I appreciate that this reads like some campy seventies farce but, as Mags is my witness, it’s the truth. Worst part of it all? Paul was so distracted by not accidentally showing the rep his lid that he paid no attention as to how to turn off the pool alarm, and MAN was that alarm sensitive. Each morning we’d be woken by it screeching away if a leaf tumbled in or a water-molecule split. I swear I sighed once in bed at the other end of the villa and it was away, wailing and blaring like a rape alarm. Our poor neighbours. Whilst we couldn’t see anyone nearby – it was forest that surrounded us – we knew there were people close-by by the laughter and sound of cars crunching over gravel. Knowing us, we were probably perched at the end of a housing estate or a nursing home and several dozen Corsican families were being treated daily to the sight of our naked buttocks (mine a fetching red) as we climbed in the pool. Ah well. Not like we’ll ever see them again.

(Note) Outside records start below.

//! Equity research pipeline: initialize → draft → (review → revise) →
//! finalize, with the review pass gated by the `iterations` counter.

pub mod companies;
pub mod prompts;
pub mod steps;

use crate::error::EngineError;
use crate::graph::{CheckpointStore, Graph, GraphBuilder, WorkflowState};
use crate::llm::{ChatModel, GenerationConfig};
use crate::research::prompts::PromptLibrary;
use crate::research::steps::{
    route_after_draft, Finalize, Initialize, JuniorAnalyst, SeniorAnalyst, FINALIZE, INITIALIZE,
    JUNIOR_ANALYST, SENIOR_ANALYST,
};
use crate::retrieval::Retriever;
use std::sync::Arc;

/// Build the initial state for a research run, validating the request
/// fields before any step executes. `iterations` selects the review mode:
/// 1 runs the draft → critique → revise loop, 0 drafts once and finalizes.
pub fn initial_state(
    company_code: &str,
    sector_code: &str,
    report_type: &str,
    iterations: u32,
) -> Result<WorkflowState, EngineError> {
    if company_code.trim().is_empty() {
        return Err(EngineError::validation("company_code must not be empty"));
    }
    if sector_code.trim().is_empty() {
        return Err(EngineError::validation("sector_code must not be empty"));
    }
    if report_type.trim().is_empty() {
        return Err(EngineError::validation("report_type must not be empty"));
    }

    Ok(WorkflowState {
        company_code: Some(company_code.to_string()),
        sector_code: Some(sector_code.to_string()),
        report_type: Some(report_type.to_string()),
        iterations,
        ..Default::default()
    })
}

/// Build the research graph against the given collaborators.
pub fn build_research_graph(
    model: Arc<dyn ChatModel>,
    retriever: Arc<dyn Retriever>,
    prompts: Arc<PromptLibrary>,
    checkpoints: Arc<dyn CheckpointStore>,
) -> Result<Graph, EngineError> {
    let config = GenerationConfig::with_temperature(0.7);

    GraphBuilder::new("research")
        .add_step(INITIALIZE, Arc::new(Initialize::new(prompts)))
        .add_step(
            JUNIOR_ANALYST,
            Arc::new(JuniorAnalyst::new(model.clone(), retriever, config.clone())),
        )
        .add_step(SENIOR_ANALYST, Arc::new(SeniorAnalyst::new(model, config)))
        .add_step(FINALIZE, Arc::new(Finalize))
        .set_entry(INITIALIZE)
        .add_edge(INITIALIZE, JUNIOR_ANALYST)
        .add_conditional(
            JUNIOR_ANALYST,
            route_after_draft,
            &[SENIOR_ANALYST, FINALIZE],
        )
        .add_edge(SENIOR_ANALYST, JUNIOR_ANALYST)
        .add_edge_to_end(FINALIZE)
        .compile(checkpoints)
}

#[cfg(test)]
mod tests {
    use super::*;

    #[test]
    fn test_initial_state_requires_all_fields() {
        assert!(initial_state("", "IT", "BuyReport", 1).is_err());
        assert!(initial_state("AAPL", " ", "BuyReport", 1).is_err());
        assert!(initial_state("AAPL", "IT", "", 1).is_err());
    }

    #[test]
    fn test_initial_state_carries_request_fields() {
        let state = initial_state("AAPL", "IT", "BuyReport", 1).unwrap();
        assert_eq!(state.company_code.as_deref(), Some("AAPL"));
        assert_eq!(state.sector_code.as_deref(), Some("IT"));
        assert_eq!(state.report_type.as_deref(), Some("BuyReport"));
        assert_eq!(state.iterations, 1);
        assert!(state.messages.is_empty());
    }
}
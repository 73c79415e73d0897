use serde::{Deserialize, Serialize};
use sqlx::FromRow;

pub type SeatId = i64;

/// Физическое место в зале. Одно и то же место переиспользуется всеми
/// сеансами этого зала, поэтому привязки к сеансу здесь нет.
#[derive(Debug, Clone, PartialEq, Eq, FromRow, Serialize, Deserialize)]
pub struct Seat {
    pub id: SeatId,
    pub showroom_id: i64,
    pub row_number: i32,
    pub seat_number: i32,
    pub category_id: Option<i64>,
}
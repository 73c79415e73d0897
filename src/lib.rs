pub mod config;
pub mod database;
pub mod redis_client;
pub mod error;
pub mod models;
pub mod store;
pub mod services;
pub mod cache;
pub mod controllers;
pub mod middleware;

use std::sync::Arc;

use crate::services::BookingService;
use crate::store::PgStore;

// Shared state для всего приложения
#[derive(Clone)]
pub struct AppState {
    pub db: database::Database,
    pub cache: cache::CacheService,
    pub booking: BookingService<PgStore>,
    pub config: config::Config,
}

impl AppState {
    pub async fn new(config: config::Config) -> anyhow::Result<Arc<Self>> {
        let db = database::Database::connect(&config.database).await?;
        tracing::info!("Database connected");

        if config.database.run_migrations {
            db.run_migrations().await?;
        }

        let redis = redis_client::RedisClient::new(&config.redis.url).await?;
        tracing::info!("Redis connected");

        let cache = cache::CacheService::new(redis, config.redis.show_cache_ttl_secs);
        let booking = BookingService::new(PgStore::new(&db), config.booking.clone());

        Ok(Arc::new(Self {
            db,
            cache,
            booking,
            config,
        }))
    }
}
pub mod booking;
pub mod pricing;
pub mod reconcile;

pub use booking::BookingService;
pub use reconcile::Reconciler;
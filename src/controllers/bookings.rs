use axum::{
    extract::State,
    http::StatusCode,
    response::{IntoResponse, Response},
    routing::post,
    Json, Router,
};
use serde::Deserialize;
use serde_json::json;
use std::sync::Arc;
use validator::Validate;

use crate::controllers::{invalid_request, ApiError};
use crate::middleware::CallerId;
use crate::models::{BookingOutcome, SeatId, ShowId};
use crate::AppState;

pub fn routes() -> Router<Arc<AppState>> {
    Router::new()
        .route("/bookings", post(create_booking))
}

// POST /api/bookings
#[derive(Debug, Deserialize, Validate)]
struct CreateBookingRequest {
    #[validate(range(min = 1))]
    show_id: ShowId,
    #[validate(length(max = 50))]
    seat_ids: Vec<SeatId>,
}

async fn create_booking(
    State(state): State<Arc<AppState>>,
    CallerId(user_id): CallerId,
    Json(req): Json<CreateBookingRequest>,
) -> Response {
    if let Err(e) = req.validate() {
        return invalid_request(&e);
    }

    let outcome = match state.booking.book_seats(req.show_id, &req.seat_ids, user_id).await {
        Ok(outcome) => outcome,
        Err(e) => return ApiError(e).into_response(),
    };

    match outcome {
        BookingOutcome::Booked(booking) => {
            // Сеанс распродан - из афиши "доступных" его надо убрать
            if booking.sold_out {
                state.cache.invalidate_shows().await;
            }
            (StatusCode::CREATED, Json(booking)).into_response()
        }
        BookingOutcome::Conflict { unavailable } => (
            StatusCode::CONFLICT,
            Json(json!({
                "error": "seats_unavailable",
                "message": "Some of the requested seats are already booked",
                "unavailable": unavailable,
            })),
        )
            .into_response(),
    }
}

Final tale before I sign off for the night. We did a very British thing indeed. Perhaps not British, actually, but rather the domain of the bone-idle. We decided halfway through the holiday to have a trip along the island to the port town of Bastia, a good three hour drive away (taking into account Paul’s need to stop every thirty minutes for a dump as we entered somewhere new). We planned the route the night before, made a couple of sandwiches for the car, set the alarm – all ready. We were in the car and making excellent time by around 8am. We’d researched local museums and excellent restaurants to try on our day out, oh what a lovely day. Hmm. The reality of it was that we drove for three hours and then couldn’t find a parking space. Not one. The French seem to park their cars like they’re dashing into maternity wards and haven’t a moment to lose. Every side street is an obstacle course of Corsican Corsas, with cars parked parallel, flush and across the road. I couldn’t understand it and the rage built up in me to such an extent that I yelled ‘WELL FUCK THIS’, did a 76 point turn in the middle of a one-way street and immediately revved the hell out of Bastia. Bastia? More like BASTARD.
It might have been a lovely town full of curios and wonder, but all we saw of it was the back of a tour bus and the interior of a very large supermarket where we stopped for a calming round of bread and cheese. We’d managed the equivalent of driving to Durham from London, stopping at a Tesco Extra, buying a loaf of bread and driving home. The drive home was fairly silent – Paul slept, and I spent most of the time with my eye twitching and a renewed dislike of the world. I did switch the radio on but frankly it sounded like I’d tuned into a cockfight so that was snapped off in anger too.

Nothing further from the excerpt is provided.